If I learned anything while traveling with this serious health condition, it’s that fear can be just as debilitating as a physical ailment. I was scared the moment I heard my diagnosis, scared when I boarded the plane, and certainly scared while I explored the European cities wondering if the cobblestone streets would make me stumble and fall.

Watching the locals play soccer on Bacvice Beach in Split, Croatia. Photo by Morgan Statt
Watching the locals play soccer on Bacvice Beach in Split, Croatia. Photo by Morgan Statt

Fear was a constant presence on my trip, but it didn’t stop me from having the time of my life. If you’re ever put in a similar situation, know that it is possible to travel without being the absolute healthiest you’ve ever been.

But, I also learned the importance of paying attention to your body. I had ignored warning signs of a pulmonary embolism for months; I attributed my difficulty breathing and DVT leg swelling to a simple respiratory infection and muscle injury. It turns out I wasn’t as invincible as I thought.

But perhaps it was my knowledge that I wasn’t at my healthiest that led me to take full advantage of everything Europe had to offer. I didn’t know, and still don’t know, when my survivor’s luck would run out.

How to Prevent DVT While Traveling 

Travelers often have the greatest risk of developing DVT because of the extended periods of inactivity they do to reach their final destinations. Whether it’s sitting for long hours on a plane, train, and car, or even lounging at the airport gate, the lack of movement can cause your blood to become slow and sluggish.

This creates the perfect opportunity for a DVT to form. However, there are steps travelers can take to lower their risk and ensure that their adventures go off without a hitch. Follow these tips to lower your risk:

  • Move regularly every 1 to 2 hours
    If you’re traveling by plane, make it a point to get up every hour or so to stretch your legs and encourage blood flow. If you’re in a car, add more rest stops along the way to get up and get moving.
  • Do leg stretches and exercises while seated
    Planes and cars can be cramped environments that make it difficult to get up and easily walk around. To still encourage movement, do leg stretches in your seat.
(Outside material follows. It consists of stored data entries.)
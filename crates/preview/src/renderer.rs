use std::sync::Arc;

use folio_fetch::{ContentSource, FetchError, FetchMode, FileId};
use folio_search::{MatchCursor, SearchResults, SearchState};

use crate::error::PreviewError;
use crate::lines::LineModel;
use crate::policy::PartialPreviewPolicy;
use crate::surface::PreviewSurface;
use crate::viewport::{RenderMode, ViewportPolicy};

const MISSING_CONTAINER: &str = "Container element is required";

#[derive(Clone, Copy, Debug, Default, PartialEq, Eq)]
pub struct RenderOptions {
    /// Ask the server for the leading lines only.
    pub partial: bool,
}

/// A render that has been issued but not fetched yet.
///
/// The ticket is `Send`, so the fetch can run on any thread. Hand the result
/// back to [`TextRenderer::complete`] on the thread that owns the renderer.
#[derive(Debug, Clone)]
pub struct RenderTicket {
    generation: u64,
    file_id: FileId,
    fetch_mode: FetchMode,
    surface: PreviewSurface,
}

impl RenderTicket {
    pub fn generation(&self) -> u64 {
        self.generation
    }

    pub fn file_id(&self) -> FileId {
        self.file_id
    }

    pub fn is_partial(&self) -> bool {
        matches!(self.fetch_mode, FetchMode::Partial { .. })
    }

    pub fn fetch(self, source: &dyn ContentSource) -> FetchedContent {
        let result = source.fetch_content(self.file_id, self.fetch_mode);
        FetchedContent {
            ticket: self,
            result,
        }
    }
}

#[derive(Debug)]
pub struct FetchedContent {
    ticket: RenderTicket,
    result: Result<String, FetchError>,
}

impl FetchedContent {
    pub fn generation(&self) -> u64 {
        self.ticket.generation
    }

    pub fn file_id(&self) -> FileId {
        self.ticket.file_id
    }
}

#[derive(Clone, Copy, Debug, PartialEq, Eq)]
pub enum RenderOutcome {
    Applied { mode: RenderMode, line_count: usize },
    /// A newer render was issued while this one was in flight.
    Discarded { generation: u64 },
}

/// Fetches a file's text and lays it out on a [`PreviewSurface`], with
/// search over the rendered lines.
pub struct TextRenderer {
    source: Arc<dyn ContentSource>,
    viewport: ViewportPolicy,
    partial: PartialPreviewPolicy,
    issued: u64,
    lines: Option<LineModel>,
    mode: Option<RenderMode>,
    surface: Option<PreviewSurface>,
    search: SearchState,
}

impl TextRenderer {
    pub fn new(source: Arc<dyn ContentSource>) -> Self {
        Self {
            source,
            viewport: ViewportPolicy::default(),
            partial: PartialPreviewPolicy::default(),
            issued: 0,
            lines: None,
            mode: None,
            surface: None,
            search: SearchState::new(),
        }
    }

    pub fn with_viewport_policy(mut self, viewport: ViewportPolicy) -> Self {
        self.viewport = viewport;
        self
    }

    pub fn with_partial_policy(mut self, partial: PartialPreviewPolicy) -> Self {
        self.partial = partial;
        self
    }

    pub fn source(&self) -> Arc<dyn ContentSource> {
        Arc::clone(&self.source)
    }

    pub fn viewport_policy(&self) -> &ViewportPolicy {
        &self.viewport
    }

    pub fn partial_policy(&self) -> &PartialPreviewPolicy {
        &self.partial
    }

    /// Fetches and renders in one blocking call.
    pub fn render(
        &mut self,
        file_id: FileId,
        container: Option<&PreviewSurface>,
        options: RenderOptions,
    ) -> Result<RenderOutcome, PreviewError> {
        let ticket = self.begin_render(file_id, container, options)?;
        let fetched = ticket.fetch(self.source.as_ref());
        self.complete(fetched)
    }

    pub fn render_partial(
        &mut self,
        file_id: FileId,
        container: Option<&PreviewSurface>,
    ) -> Result<RenderOutcome, PreviewError> {
        self.render(file_id, container, RenderOptions { partial: true })
    }

    /// Issues a new render and makes every earlier one stale.
    pub fn begin_render(
        &mut self,
        file_id: FileId,
        container: Option<&PreviewSurface>,
        options: RenderOptions,
    ) -> Result<RenderTicket, PreviewError> {
        let surface = container
            .ok_or_else(|| PreviewError::InvalidArgument(MISSING_CONTAINER.to_string()))?;

        self.issued += 1;
        log::debug!(
            "render #{} issued for file {} (partial: {})",
            self.issued,
            file_id,
            options.partial
        );

        Ok(RenderTicket {
            generation: self.issued,
            file_id,
            fetch_mode: self.partial.fetch_mode(options.partial),
            surface: surface.clone(),
        })
    }

    pub fn is_latest(&self, generation: u64) -> bool {
        generation == self.issued
    }

    /// Applies a finished fetch.
    ///
    /// Fetch failures are returned whether or not the render is still the
    /// latest, and leave the surface untouched. A successful fetch that has
    /// been superseded is dropped.
    pub fn complete(&mut self, fetched: FetchedContent) -> Result<RenderOutcome, PreviewError> {
        let FetchedContent { ticket, result } = fetched;
        let content = result.inspect_err(|err| {
            log::warn!(
                "render #{} of file {} failed: {err}",
                ticket.generation,
                ticket.file_id
            );
        })?;

        if !self.is_latest(ticket.generation) {
            log::debug!(
                "discarding render #{} of file {}, #{} is newer",
                ticket.generation,
                ticket.file_id,
                self.issued
            );
            return Ok(RenderOutcome::Discarded {
                generation: ticket.generation,
            });
        }

        let partial = ticket.is_partial();
        let lines = LineModel::new(content);
        let line_count = lines.line_count();
        let mode = self.viewport.mode_for(line_count);
        let banner = (mode == RenderMode::Virtual)
            .then(|| self.partial.large_file_banner(line_count, partial));
        let notice = partial.then(|| self.partial.partial_notice());

        ticket
            .surface
            .install(lines.clone(), mode, self.viewport, banner, notice);
        log::info!(
            "rendered file {} ({line_count} lines, {mode:?})",
            ticket.file_id
        );

        self.search.clear();
        self.lines = Some(lines);
        self.mode = Some(mode);
        self.surface = Some(ticket.surface);

        Ok(RenderOutcome::Applied { mode, line_count })
    }

    pub fn line_model(&self) -> Option<&LineModel> {
        self.lines.as_ref()
    }

    pub fn render_mode(&self) -> Option<RenderMode> {
        self.mode
    }

    pub fn surface(&self) -> Option<&PreviewSurface> {
        self.surface.as_ref()
    }

    /// Replaces the match records for `query`. Returns the number of matches.
    pub fn search(&mut self, query: &str) -> usize {
        let lines = self.lines.as_ref();
        let line_count = lines.map_or(0, LineModel::line_count);
        self.search.search(query, line_count, |idx| {
            lines.and_then(|lines| lines.display_line(idx))
        })
    }

    pub fn next_match(&mut self) -> Option<MatchCursor> {
        self.search.next_match()
    }

    pub fn previous_match(&mut self) -> Option<MatchCursor> {
        self.search.previous_match()
    }

    pub fn current_match(&self) -> Option<MatchCursor> {
        self.search.current_match()
    }

    /// Makes the first match at or after `line` current.
    pub fn jump_to_nearest(&mut self, line: usize) -> Option<MatchCursor> {
        self.search.jump_to_nearest(line)
    }

    pub fn clear_search(&mut self) {
        self.search.clear();
    }

    pub fn search_results(&self) -> &SearchResults {
        self.search.results()
    }

    pub fn search_state(&self) -> &SearchState {
        &self.search
    }

    /// Flips case sensitivity and re-runs the active query.
    pub fn toggle_case_sensitive(&mut self) -> usize {
        self.search.toggle_case_sensitive();
        self.rerun_search()
    }

    /// Flips regex matching and re-runs the active query.
    pub fn toggle_regex_mode(&mut self) -> usize {
        self.search.toggle_regex_mode();
        self.rerun_search()
    }

    fn rerun_search(&mut self) -> usize {
        let query = self.search.query().to_string();
        if query.is_empty() {
            return 0;
        }
        self.search(&query)
    }

    /// Scrolls the surface so the current match is visible.
    pub fn reveal_current_match(&self) -> bool {
        match (self.current_match(), &self.surface) {
            (Some(cursor), Some(surface)) => surface.reveal_line(cursor.record.line),
            _ => false,
        }
    }
}
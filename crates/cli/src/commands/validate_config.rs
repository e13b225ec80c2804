use anyhow::{Context, Result};
use folio_config::{AppConfig, ConfigIssue, config_path};

pub fn run() -> Result<()> {
    let path = config_path().context("Could not determine config directory")?;

    println!("Config file: {}", path.display());

    if !path.exists() {
        println!("Status: File does not exist (using defaults)");
        println!("Result: Valid");
        return Ok(());
    }

    let contents = match std::fs::read_to_string(&path) {
        Ok(c) => c,
        Err(e) => {
            println!("Status: Failed to read file");
            println!("Error: {}", e);
            std::process::exit(1);
        }
    };

    let (_, issues) = AppConfig::parse(&contents);
    let (errors, warnings): (Vec<&ConfigIssue>, Vec<&ConfigIssue>) =
        issues.iter().partition(|issue| issue.is_error());

    if issues.is_empty() {
        println!("Status: Valid");
        return Ok(());
    }

    if !errors.is_empty() {
        println!();
        println!("Errors:");
        for error in &errors {
            println!("  {}", error);
        }
    }

    if !warnings.is_empty() {
        println!();
        println!("Warnings:");
        for warning in &warnings {
            println!("  {}", warning);
        }
    }

    println!();
    if errors.is_empty() {
        println!("Result: Valid (with warnings)");
    } else {
        println!("Result: Invalid");
        std::process::exit(1);
    }
    Ok(())
}
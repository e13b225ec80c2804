use anyhow::Result;
use folio_preview::{PartialPreviewPolicy, PreviewError, PreviewKind, format_file_size};

use crate::config::{self, describe};

pub fn run(file_id: u64) -> Result<()> {
    let config = config::load();
    let metadata = config::client(&config)
        .fetch_metadata(file_id)
        .map_err(|err| describe(&PreviewError::from(err)))?;

    let field = |value: Option<&str>| value.unwrap_or("-").to_string();

    println!("ID:         {}", metadata.id);
    println!("Name:       {}", field(metadata.display_name()));
    println!("Type:       {}", field(metadata.mime_type.as_deref()));
    println!(
        "Size:       {}",
        metadata
            .file_size
            .map(format_file_size)
            .unwrap_or_else(|| "-".to_string())
    );
    println!("Uploaded:   {}", field(metadata.upload_date.as_deref()));
    println!("Uploader:   {}", field(metadata.uploader_name.as_deref()));
    println!("Department: {}", field(metadata.department_name.as_deref()));

    let kind = PreviewKind::for_file(metadata.mime_type.as_deref(), metadata.display_name());
    let preview = match kind {
        PreviewKind::Text => "text".to_string(),
        PreviewKind::Code {
            language: Some(language),
        } => format!("code ({language})"),
        PreviewKind::Code { language: None } => "code".to_string(),
        PreviewKind::Unsupported => "not available (download instead)".to_string(),
    };
    println!("Preview:    {preview}");

    let policy = PartialPreviewPolicy {
        line_cap: config.partial_line_cap,
        warning_bytes: config.large_file_warning_bytes,
    };
    if kind.is_previewable()
        && let Some(size) = metadata.file_size.filter(|size| policy.needs_warning(Some(*size)))
    {
        println!();
        println!("{}", policy.warning_message(size));
        println!("Use `print --partial {file_id}` for the first {} lines.", policy.line_cap);
    }
    Ok(())
}
use crossterm::event::{
    Event, KeyCode, KeyEvent, KeyEventKind, KeyModifiers, MouseButton, MouseEvent, MouseEventKind,
};

use super::{Panel, PreviewView};
use crate::ui::scrollbar;

const WHEEL_STEP_ROWS: f64 = 3.0;

impl PreviewView {
    pub fn handle_event(&mut self, event: Event) {
        match event {
            Event::Key(key) if key.kind == KeyEventKind::Press => self.handle_key(key),
            Event::Mouse(mouse) => self.handle_mouse(mouse),
            _ => {}
        }
    }

    fn handle_key(&mut self, key: KeyEvent) {
        if key.modifiers.contains(KeyModifiers::CONTROL) && key.code == KeyCode::Char('c') {
            self.should_quit = true;
            return;
        }

        if self.search_open {
            self.handle_search_key(key);
            return;
        }

        match (&self.panel, key.code) {
            (_, KeyCode::Char('q')) | (_, KeyCode::Esc) => self.should_quit = true,
            (Panel::Preview, code) => self.handle_preview_key(code),
            (Panel::LargeFileWarning { .. }, KeyCode::Char('p')) => self.start_render(true),
            (Panel::LargeFileWarning { .. }, KeyCode::Char('f')) => self.start_render(false),
            (Panel::LargeFileWarning { .. } | Panel::Unsupported, KeyCode::Char('d')) => {
                self.start_download()
            }
            (Panel::Error(_), KeyCode::Char('r')) => self.reload(),
            (Panel::Error(err), KeyCode::Char('d')) if !err.is_retryable() => {
                self.start_download()
            }
            _ => {}
        }
    }

    fn handle_preview_key(&mut self, code: KeyCode) {
        let page = self.page_rows();
        match code {
            KeyCode::Down | KeyCode::Char('j') => self.surface.scroll_by(1.0),
            KeyCode::Up | KeyCode::Char('k') => self.surface.scroll_by(-1.0),
            KeyCode::PageDown | KeyCode::Char(' ') => self.surface.scroll_by(page),
            KeyCode::PageUp => self.surface.scroll_by(-page),
            KeyCode::Home | KeyCode::Char('g') => {
                self.surface.scroll_to(0.0);
            }
            KeyCode::End | KeyCode::Char('G') => {
                self.surface.scroll_to(f64::MAX);
            }
            KeyCode::Char('/') => self.open_search(),
            KeyCode::Char('n') => self.search_next(),
            KeyCode::Char('N') => self.search_previous(),
            KeyCode::Char('w') => {
                self.surface.toggle_word_wrap();
            }
            KeyCode::Char('r') => self.start_render(self.partial),
            KeyCode::Char('p') => self.start_render(!self.partial),
            KeyCode::Char('d') => self.start_download(),
            _ => {}
        }
    }

    fn handle_search_key(&mut self, key: KeyEvent) {
        let alt = key.modifiers.contains(KeyModifiers::ALT);
        let ctrl = key.modifiers.contains(KeyModifiers::CONTROL);

        match key.code {
            KeyCode::Esc => self.close_search(),
            KeyCode::Enter if key.modifiers.contains(KeyModifiers::SHIFT) => self.search_previous(),
            KeyCode::Enter | KeyCode::Down => self.search_next(),
            KeyCode::Up => self.search_previous(),
            KeyCode::Char('c') if alt => self.toggle_search_case_sensitive(),
            KeyCode::Char('r') if alt => self.toggle_search_regex(),
            KeyCode::Char('w') if ctrl => {
                self.search_input.delete_word_backward();
                self.perform_search();
            }
            KeyCode::Char('u') if ctrl => {
                self.search_input.clear();
                self.perform_search();
            }
            KeyCode::Char(ch) if !ctrl && !alt => {
                self.search_input.insert_char(ch);
                self.perform_search();
            }
            KeyCode::Backspace => {
                self.search_input.delete_backward();
                self.perform_search();
            }
            KeyCode::Delete => {
                self.search_input.delete_forward();
                self.perform_search();
            }
            KeyCode::Left => self.search_input.move_left(),
            KeyCode::Right => self.search_input.move_right(),
            KeyCode::Home => self.search_input.move_to_start(),
            KeyCode::End => self.search_input.move_to_end(),
            KeyCode::PageDown => self.surface.scroll_by(self.page_rows()),
            KeyCode::PageUp => self.surface.scroll_by(-self.page_rows()),
            _ => {}
        }
    }

    fn handle_mouse(&mut self, mouse: MouseEvent) {
        if !matches!(self.panel, Panel::Preview) {
            return;
        }

        match mouse.kind {
            MouseEventKind::ScrollDown => self.surface.scroll_by(WHEEL_STEP_ROWS),
            MouseEventKind::ScrollUp => self.surface.scroll_by(-WHEEL_STEP_ROWS),
            MouseEventKind::Down(MouseButton::Left) => {
                self.dragging_scrollbar = self.hits_scrollbar(mouse.column, mouse.row);
                if self.dragging_scrollbar {
                    self.drag_scrollbar_to(mouse.row);
                }
            }
            MouseEventKind::Drag(MouseButton::Left) if self.dragging_scrollbar => {
                self.drag_scrollbar_to(mouse.row);
            }
            MouseEventKind::Up(MouseButton::Left) => self.dragging_scrollbar = false,
            _ => {}
        }
    }

    fn hits_scrollbar(&self, column: u16, row: u16) -> bool {
        self.layout.scrollbar.is_some_and(|area| {
            column >= area.x && column < area.right() && row >= area.y && row < area.bottom()
        })
    }

    fn drag_scrollbar_to(&mut self, row: u16) {
        let (Some(area), Some(layout)) = (self.layout.scrollbar, self.layout.scrollbar_layout)
        else {
            return;
        };

        let click_y = row.saturating_sub(area.y) as f32 + 0.5;
        let offset = scrollbar::offset_from_track_click(click_y, layout.range, layout.metrics);
        self.surface.on_scroll(f64::from(offset));
    }

    fn page_rows(&self) -> f64 {
        f64::from(self.layout.content.height.saturating_sub(1).max(1))
    }
}
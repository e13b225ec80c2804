/// Single-line editable text with a byte-offset cursor that always sits on
/// a char boundary. Used by the search bar.
#[derive(Clone, Debug, Default)]
pub struct TextInputState {
    text: String,
    cursor: usize,
}

impl TextInputState {
    pub fn text(&self) -> &str {
        &self.text
    }

    pub fn is_empty(&self) -> bool {
        self.text.is_empty()
    }

    pub fn clear(&mut self) {
        self.text.clear();
        self.cursor = 0;
    }

    /// Cursor position in chars, for placing the terminal cursor.
    pub fn cursor_column(&self) -> usize {
        self.text[..self.cursor].chars().count()
    }

    pub fn insert_char(&mut self, ch: char) {
        self.text.insert(self.cursor, ch);
        self.cursor += ch.len_utf8();
    }

    pub fn move_left(&mut self) {
        self.cursor = self.previous_char_boundary(self.cursor);
    }

    pub fn move_right(&mut self) {
        self.cursor = self.next_char_boundary(self.cursor);
    }

    pub fn move_to_start(&mut self) {
        self.cursor = 0;
    }

    pub fn move_to_end(&mut self) {
        self.cursor = self.text.len();
    }

    pub fn delete_backward(&mut self) {
        let start = self.previous_char_boundary(self.cursor);
        self.text.replace_range(start..self.cursor, "");
        self.cursor = start;
    }

    pub fn delete_forward(&mut self) {
        let end = self.next_char_boundary(self.cursor);
        self.text.replace_range(self.cursor..end, "");
    }

    pub fn delete_word_backward(&mut self) {
        let before = &self.text[..self.cursor];
        let trimmed = before.trim_end();
        let start = trimmed
            .char_indices()
            .rev()
            .find(|(_, ch)| ch.is_whitespace())
            .map_or(0, |(idx, ch)| idx + ch.len_utf8());
        self.text.replace_range(start..self.cursor, "");
        self.cursor = start;
    }

    fn previous_char_boundary(&self, offset: usize) -> usize {
        self.text[..offset]
            .char_indices()
            .next_back()
            .map_or(0, |(idx, _)| idx)
    }

    fn next_char_boundary(&self, offset: usize) -> usize {
        self.text[offset..]
            .chars()
            .next()
            .map_or(offset, |ch| offset + ch.len_utf8())
    }
}
impl PreviewView {
    pub fn new(
        options: LaunchOptions,
        client: Arc<ContentClient>,
        renderer: TextRenderer,
        word_wrap: bool,
    ) -> Self {
        let (tx, rx) = flume::unbounded();
        let kind = PreviewKind::for_file(options.mime_type.as_deref(), options.name.as_deref());
        let partial = options.partial;

        let mut view = Self {
            options,
            client,
            renderer,
            surface: PreviewSurface::new(word_wrap),
            highlighter: None,
            metadata: None,
            kind,
            panel: Panel::Loading("Loading file details..."),
            loading: false,
            partial,
            tx,
            rx,
            search_open: false,
            search_input: TextInputState::default(),
            download: None,
            download_rx: None,
            layout: render::FrameLayout::default(),
            dragging_scrollbar: false,
            should_quit: false,
        };
        view.reload();
        view
    }

    pub fn should_quit(&self) -> bool {
        self.should_quit
    }

    /// Applies the scroll queued since the last frame.
    pub fn flush_frame(&self) -> bool {
        self.surface.flush_frame()
    }

    fn partial_policy(&self) -> &PartialPreviewPolicy {
        self.renderer.partial_policy()
    }

    fn file_name(&self) -> String {
        self.metadata
            .as_ref()
            .and_then(FileMetadata::display_name)
            .or(self.options.name.as_deref())
            .map(str::to_string)
            .unwrap_or_else(|| format!("File {}", self.options.file_id))
    }

    /// Starts over from metadata when it has not been loaded, otherwise
    /// re-renders in the current mode.
    pub(crate) fn reload(&mut self) {
        if self.metadata.is_none() && !self.options.skip_metadata {
            self.request_metadata();
        } else {
            self.start_render(self.partial);
        }
    }

    fn request_metadata(&mut self) {
        self.panel = Panel::Loading("Loading file details...");
        self.loading = true;

        let client = Arc::clone(&self.client);
        let tx = self.tx.clone();
        let file_id = self.options.file_id;
        std::thread::spawn(move || {
            let _ = tx.send(Message::Metadata(client.fetch_metadata(file_id)));
        });
    }

    pub(crate) fn start_render(&mut self, partial: bool) {
        self.partial = partial;
        let ticket = match self.renderer.begin_render(
            self.options.file_id,
            Some(&self.surface),
            RenderOptions { partial },
        ) {
            Ok(ticket) => ticket,
            Err(err) => {
                self.panel = Panel::Error(err);
                return;
            }
        };

        // Whatever is on screen stays there until the new content lands.
        if !matches!(self.panel, Panel::Preview) {
            self.panel = Panel::Loading(if partial {
                "Loading partial preview..."
            } else {
                "Loading preview..."
            });
        }
        self.loading = true;

        let source = self.renderer.source();
        let tx = self.tx.clone();
        std::thread::spawn(move || {
            let _ = tx.send(Message::Content(ticket.fetch(source.as_ref())));
        });
    }

    pub(crate) fn start_download(&mut self) {
        if matches!(self.download, Some(DownloadStatus::InProgress { .. })) {
            return;
        }

        let dest = PathBuf::from(match &self.metadata {
            Some(metadata) => metadata.suggested_file_name(),
            None => format!("file-{}", self.options.file_id),
        });
        let (progress_tx, progress_rx) = flume::unbounded();
        self.download = Some(DownloadStatus::InProgress {
            downloaded: 0,
            total: 0,
        });
        self.download_rx = Some(progress_rx);

        let client = Arc::clone(&self.client);
        let tx = self.tx.clone();
        let file_id = self.options.file_id;
        std::thread::spawn(move || {
            let result = client.download_new(file_id, &dest, Some(progress_tx));
            let _ = tx.send(Message::DownloadFinished(result));
        });
    }

    /// Applies everything the background threads have reported since the
    /// last tick.
    pub fn drain_messages(&mut self) {
        if let Some(progress_rx) = &self.download_rx {
            if let Some((downloaded, total)) = progress_rx.try_iter().last() {
                self.download = Some(DownloadStatus::InProgress { downloaded, total });
            }
        }

        while let Ok(message) = self.rx.try_recv() {
            match message {
                Message::Metadata(result) => self.handle_metadata(result),
                Message::Content(fetched) => self.handle_content(fetched),
                Message::DownloadFinished(result) => {
                    self.download_rx = None;
                    self.download = Some(match result {
                        Ok((path, bytes)) => DownloadStatus::Saved { path, bytes },
                        Err(err) => DownloadStatus::Failed(err.to_string()),
                    });
                }
            }
        }
    }

    fn handle_metadata(&mut self, result: Result<FileMetadata, FetchError>) {
        self.loading = false;
        let metadata = match result {
            Ok(metadata) => metadata,
            Err(err) => {
                self.panel = Panel::Error(err.into());
                return;
            }
        };

        self.kind = PreviewKind::for_file(metadata.mime_type.as_deref(), metadata.display_name());
        let file_size = metadata.file_size;
        log::debug!(
            "file {} is {:?} ({:?} bytes)",
            metadata.id,
            self.kind,
            file_size
        );
        self.metadata = Some(metadata);

        if !self.kind.is_previewable() {
            self.panel = Panel::Unsupported;
        } else if !self.partial && self.partial_policy().needs_warning(file_size) {
            self.panel = Panel::LargeFileWarning {
                size: file_size.unwrap_or_default(),
            };
        } else {
            self.start_render(self.partial);
        }
    }

    fn handle_content(&mut self, fetched: FetchedContent) {
        let generation = fetched.generation();
        match self.renderer.complete(fetched) {
            Ok(RenderOutcome::Applied { .. }) => {
                self.loading = false;
                self.panel = Panel::Preview;
                if self.search_open && !self.search_input.is_empty() {
                    self.perform_search();
                }
            }
            Ok(RenderOutcome::Discarded { .. }) => {}
            Err(err) if self.renderer.is_latest(generation) => {
                self.loading = false;
                self.panel = Panel::Error(err);
            }
            Err(err) => log::debug!("ignoring failure of superseded render: {err}"),
        }
    }
}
For example, pull each knee up to your chest and hold for 10-15 seconds.
  • Wear graduated compression stockings during long flights or car rides
    Another option for preventing blood clots is to wear a pair of compression stockings during your flight or car ride. These stockings gently squeeze your leg to both prevent swelling and encourage blood flow up the legs.
  • Take a baby aspirin
    If you don’t have a bleeding risk or possible medication interactions, take a baby aspirin (81 mg) a half hour before your flight or road trip. Aspirin thins the blood and may help prevent the formation of clots during your journey.